Council remembers colleague and friend who served with grace and kindness

Picture of Councilmember Tasha Kama smiling with text: FOR IMMEDIATE RELEASE: Council remembers colleague and friend who served with grace and kindness

For Immediate Release:

Press Release by:

Alice L. Lee, Chair
Maui County Council
media@mauicounty.us

Council remembers colleague and friend who served with grace and kindness

WAILUKU, Hawaiʻi (Oct. 27, 2025)— The Maui County Council, while still mourning the loss of colleague and friend Councilmember Tasha Kama who passed away last night, must now consider the process of filling the vacancy in her council seat to meet legal requirements that allow only a short time frame for council action, Chair Alice L. Lee announced today.

Under Section 3-4 of the Charter of the County of Maui, the council has 30 days to fill the vacancy or leave it to the mayor to fill. Lee, who was at the hospital yesterday prior to Kama’s passing, is assured her colleague wanted the council to fulfill its duties to residents.

“Tasha was a quiet force and a woman of deep conviction and limitless compassion who led not from ambition, but from aloha,” said Lee, who holds the seat for the Wailuku-Waiheʻe-Waikapū residency area. “She believed that service to others was a privilege, and she modeled that for us every day through her steadiness and humanity.”

Given the limited period for the council to act, Lee said she intends to schedule a special council meeting for Nov. 3 to reach agreement on procedures for the replacement process. The meeting will only be to discuss the process and not potential successors, she said.
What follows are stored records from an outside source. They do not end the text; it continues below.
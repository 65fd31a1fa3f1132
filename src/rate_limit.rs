//! Rate limiting primitives.
//!
//! This module provides the building blocks for rate limiting:
//! - [`RateLimiter`]: the contract every algorithm satisfies.
//! - [`Decision`]: the result of a rate limit check (Allowed/Denied).
//! - One implementation per algorithm: [`TokenBucket`], [`SlidingWindow`], [`FixedWindow`],
//!   [`AdaptiveLimiter`] and [`DistributedLimiter`].
//! - [`RateLimitLayer`]: tower middleware that enforces a limiter per HTTP request.
//!
//! # Architecture
//!
//! - **Logic**: each algorithm owns its per-identity state in a sharded map, so unrelated
//!   identities never contend on one lock and two limiters never share state.
//! - **Storage**: the distributed limiter delegates to a [`WindowStore`], whose single atomic
//!   operation lets several processes enforce one limit.
//! - **Housekeeping**: [`CleanupTask`] evicts idle identities in the background and stops when
//!   its limiter is dropped or the task is shut down.
//!
//! ```rust
//! use floodgate::rate_limit::{RateLimiter, TokenBucket};
//! use floodgate::CallContext;
//! use std::time::Duration;
//!
//! # tokio::runtime::Runtime::new().unwrap().block_on(async {
//! let limiter = TokenBucket::new(10, Duration::from_secs(1), 2).unwrap();
//! let ctx = CallContext::background();
//! assert!(limiter.allow(&ctx, "10.0.0.1").await.is_ok());
//! assert!(limiter.allow(&ctx, "10.0.0.1").await.is_ok());
//! assert!(limiter.allow(&ctx, "10.0.0.1").await.unwrap_err().is_exceeded());
//! # });
//! ```

use crate::clock::duration_nanos;
use crate::config::LimiterConfig;
use crate::{CallContext, ConfigError, LimitError, StoreError};
use async_trait::async_trait;
use std::sync::atomic::{AtomicU64, Ordering};
use std::sync::Arc;
use std::time::Duration;

pub mod adaptive;
pub mod cleanup;
pub mod distributed;
pub mod fixed_window;
pub mod middleware;
pub mod sliding_window;
pub mod store;
pub mod token_bucket;

pub use adaptive::{AdaptiveLimiter, ErrorRateSignal, LoadSignal};
pub use cleanup::{CleanupTask, IdleEviction};
pub use distributed::DistributedLimiter;
pub use fixed_window::FixedWindow;
pub use middleware::{KeyExtractor, RateLimitLayer, RateLimitService};
pub use sliding_window::SlidingWindow;
pub use store::{InMemoryWindowStore, WindowOutcome, WindowStore, SLIDING_WINDOW_SCRIPT};
pub use token_bucket::TokenBucket;

/// The decision returned by a rate limiter.
#[derive(Debug, Clone, PartialEq)]
pub enum Decision {
    /// The request is allowed to proceed.
    Allowed {
        /// Number of permits remaining after this acquisition.
        /// Useful for `X-RateLimit-Remaining` headers.
        remaining: u64,
    },
    /// The request is denied.
    Denied {
        /// How long the caller should wait before a retry can succeed.
        /// Useful for `Retry-After` headers.
        wait: Duration,
        /// Reason for denial (e.g., "token_bucket_empty", "window_full").
        reason: &'static str,
    },
}

impl Decision {
    /// Helper to check if allowed.
    pub fn is_allowed(&self) -> bool {
        matches!(self, Decision::Allowed { .. })
    }
}

/// Algorithm selector used by configuration.
#[derive(Debug, Clone, Copy, PartialEq, Eq, Default, serde::Serialize, serde::Deserialize)]
#[serde(rename_all = "snake_case")]
pub enum LimiterKind {
    #[default]
    TokenBucket,
    SlidingWindow,
    FixedWindow,
    Adaptive,
    Distributed,
}

impl LimiterKind {
    pub fn as_str(&self) -> &'static str {
        match self {
            LimiterKind::TokenBucket => "token_bucket",
            LimiterKind::SlidingWindow => "sliding_window",
            LimiterKind::FixedWindow => "fixed_window",
            LimiterKind::Adaptive => "adaptive",
            LimiterKind::Distributed => "distributed",
        }
    }
}

/// Point-in-time counters for one limiter.
#[derive(Debug, Clone, PartialEq, Eq, serde::Serialize)]
pub struct LimiterStats {
    pub algorithm: LimiterKind,
    /// Identities with live state in this process.
    pub tracked_identities: usize,
    /// Tracked identities that would be rejected right now.
    pub blocked_identities: usize,
    pub admitted: u64,
    pub rejected: u64,
    /// Current per-window limit (moves for the adaptive limiter).
    pub limit: u64,
}

/// Core interface for rate limiting logic.
///
/// Implementations decide per identity (an IP address, a client id, a user). `acquire` is the
/// raw decision; `allow` is the fast-fail form used by the composite pipeline and middleware.
/// Every limiter can be swept by a [`CleanupTask`], including one behind `Arc<dyn RateLimiter>`.
#[async_trait]
pub trait RateLimiter: IdleEviction + Send + Sync + std::fmt::Debug {
    /// Decide whether `identity` may make one more request, consuming quota if so.
    async fn acquire(&self, ctx: &CallContext, identity: &str) -> Result<Decision, StoreError>;

    /// `Ok(remaining)` when admitted, `Err(LimitError::Exceeded)` when not.
    async fn allow(&self, ctx: &CallContext, identity: &str) -> Result<u64, LimitError> {
        ctx.check()?;
        match ctx.run(self.acquire(ctx, identity)).await?? {
            Decision::Allowed { remaining } => Ok(remaining),
            Decision::Denied { wait, reason } => {
                tracing::debug!(identity, ?wait, reason, "rate limit exceeded");
                Err(LimitError::Exceeded { identity: identity.to_string(), wait, remaining: 0 })
            }
        }
    }

    /// Quota left for `identity` without consuming any. Unknown identities report full quota.
    async fn remaining(&self, identity: &str) -> i64;

    /// Forget everything about `identity`; its next request starts with full quota.
    async fn reset(&self, identity: &str);

    fn stats(&self) -> LimiterStats;

    /// Feed back the outcome of an admitted call. Only load-aware limiters use it.
    fn record_outcome(&self, _success: bool) {}
}

/// Build the limiter selected by `config`. `store` is required for the distributed kind.
pub fn build_limiter(
    config: &LimiterConfig,
    store: Option<Arc<dyn WindowStore>>,
) -> Result<Arc<dyn RateLimiter>, ConfigError> {
    config.validate()?;
    let window = config.window();
    let limiter: Arc<dyn RateLimiter> = match config.algorithm {
        LimiterKind::TokenBucket => {
            Arc::new(TokenBucket::new(config.rate, window, config.burst_size)?)
        }
        LimiterKind::SlidingWindow => Arc::new(SlidingWindow::new(config.rate, window)?),
        LimiterKind::FixedWindow => {
            Arc::new(FixedWindow::new(config.rate, window, config.burst_size)?)
        }
        LimiterKind::Adaptive => {
            let settings = config.adaptive.as_ref().ok_or(ConfigError::MissingAdaptiveSettings)?;
            Arc::new(AdaptiveLimiter::new(settings)?)
        }
        LimiterKind::Distributed => {
            let store = store.ok_or(ConfigError::MissingStore)?;
            let prefix = config
                .distributed
                .as_ref()
                .map(|d| d.key_prefix.clone())
                .unwrap_or_else(|| distributed::DEFAULT_KEY_PREFIX.to_string());
            Arc::new(DistributedLimiter::new(store, prefix, config.rate, window)?)
        }
    };
    tracing::debug!(algorithm = config.algorithm.as_str(), rate = config.rate, ?window, "rate limiter built");
    Ok(limiter)
}

/// Largest per-window quota a limiter accepts; quotas are reported as `i64`.
pub const MAX_RATE: u64 = i64::MAX as u64;

pub(crate) fn validate_rate(rate: u64, window: Duration) -> Result<u64, ConfigError> {
    if rate == 0 {
        return Err(ConfigError::ZeroRate);
    }
    validate_quota(rate)?;
    if window.is_zero() {
        return Err(ConfigError::ZeroWindow);
    }
    Ok(duration_nanos(window))
}

pub(crate) fn validate_quota(quota: u64) -> Result<(), ConfigError> {
    if quota > MAX_RATE {
        return Err(ConfigError::RateTooLarge { provided: quota, max: MAX_RATE });
    }
    Ok(())
}

/// `n` as a signed quota, saturating at `i64::MAX`.
pub(crate) fn quota(n: u64) -> i64 {
    i64::try_from(n).unwrap_or(i64::MAX)
}

/// Admission counters shared by every algorithm.
#[derive(Debug, Default)]
pub(crate) struct Counters {
    admitted: AtomicU64,
    rejected: AtomicU64,
}

impl Counters {
    pub(crate) fn record(&self, decision: &Decision) {
        match decision {
            Decision::Allowed { .. } => self.admitted.fetch_add(1, Ordering::Relaxed),
            Decision::Denied { .. } => self.rejected.fetch_add(1, Ordering::Relaxed),
        };
    }

    pub(crate) fn admitted(&self) -> u64 {
        self.admitted.load(Ordering::Relaxed)
    }

    pub(crate) fn rejected(&self) -> u64 {
        self.rejected.load(Ordering::Relaxed)
    }
}

/// Nanoseconds until `deadline`, as a `Duration`, never negative.
pub(crate) fn wait_until(deadline: u64, now: u64) -> Duration {
    Duration::from_nanos(deadline.saturating_sub(now))
}
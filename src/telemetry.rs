//! Lifecycle events emitted by the primitives and the composite pipeline.
//!
//! Events are emitted, never stored, by the core. They flow into an [`EventSink`], which is a
//! `tower::Service<ResilienceEvent>` so sinks compose with ordinary tower combinators. The
//! audit and metrics subsystems that consume them live outside this crate.
//!
//! # Event kinds
//!
//! - **StateChange** / **Trip**: circuit breaker transitions
//! - **Admitted** / **Rejection**: admission decisions per pipeline stage
//! - **Retry** / **RetryExhausted**: retry loop progress
//! - **Completed**: final outcome of a composite call
//!
//! ```rust
//! use floodgate::telemetry::{EventKind, ResilienceEvent, Stage};
//!
//! let event = ResilienceEvent::new("payments", EventKind::Admitted { stage: Stage::Bulkhead });
//! assert!(event.to_string().contains("payments"));
//! ```

pub mod events;
pub mod sinks;

pub use events::{event_to_json, EventKind, ResilienceEvent, Stage};
pub use sinks::{
    emit_best_effort, ChannelSink, ComposedSinkError, EventSink, LogSink, MemorySink,
    MulticastSink, NullSink,
};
A later special council meeting would be scheduled for next month with the goal of adopting a resolution to fill the vacancy for Kama’s seat in the Kahului residency area. The process would closely follow steps taken by the council in 2002 to replace Council Chair Patrick Kawano, who passed away while in office.

Qualifications under Section 3-3 of the County Charter require a person must be:

  • a citizen of the United States,
  • a voter in the county and
  • a resident of Kahului for at least one year.

Also, HRS § 831-2 states that a person sentenced for a felony, from the time of the person’s sentence until the person’s final discharge, may not hold public office.

The Maui County Charter provides for a special election to fill a council vacancy only when a councilmember’s unexpired term is at least 15 months. In this case, just over 14 months remain in the 2025-27 council term.

Kama was in her fourth council term and chaired the Housing and Land Use Committee this term while serving as the council’s presiding officer pro tempore.